▶ _Assignment_
Beneath this task is a listing. State how many of its lines include the string "derive", giving nothing but the number.

Segment Start: Data

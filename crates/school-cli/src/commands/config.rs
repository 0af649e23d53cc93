//! Config commands
//!
//! Show the resolved runtime configuration.

use anyhow::Result;
use clap::Subcommand;
use serde::Serialize;
use tabled::Tabled;

use super::Context;
use crate::output::print_output;

#[derive(Subcommand)]
pub enum ConfigAction {
    /// Show current configuration
    Show,
}

/// Config row for table display
#[derive(Debug, Serialize, Tabled)]
pub struct ConfigRow {
    #[tabled(rename = "Key")]
    pub key: String,
    #[tabled(rename = "Value")]
    pub value: String,
    #[tabled(rename = "Source")]
    pub source: String,
}

pub async fn execute(ctx: &Context, action: ConfigAction) -> Result<()> {
    match action {
        ConfigAction::Show => show_config(ctx).await,
    }
}

async fn show_config(ctx: &Context) -> Result<()> {
    let rows: Vec<ConfigRow> = ctx
        .config
        .entries()
        .into_iter()
        .map(|entry| ConfigRow {
            key: entry.key.to_string(),
            value: if entry.value.is_empty() {
                "(not set)".to_string()
            } else {
                entry.value
            },
            source: entry.source.as_str().to_string(),
        })
        .collect();

    print_output(&rows, ctx.format)?;
    Ok(())
}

Segment End: Data

▶ _Reply_
2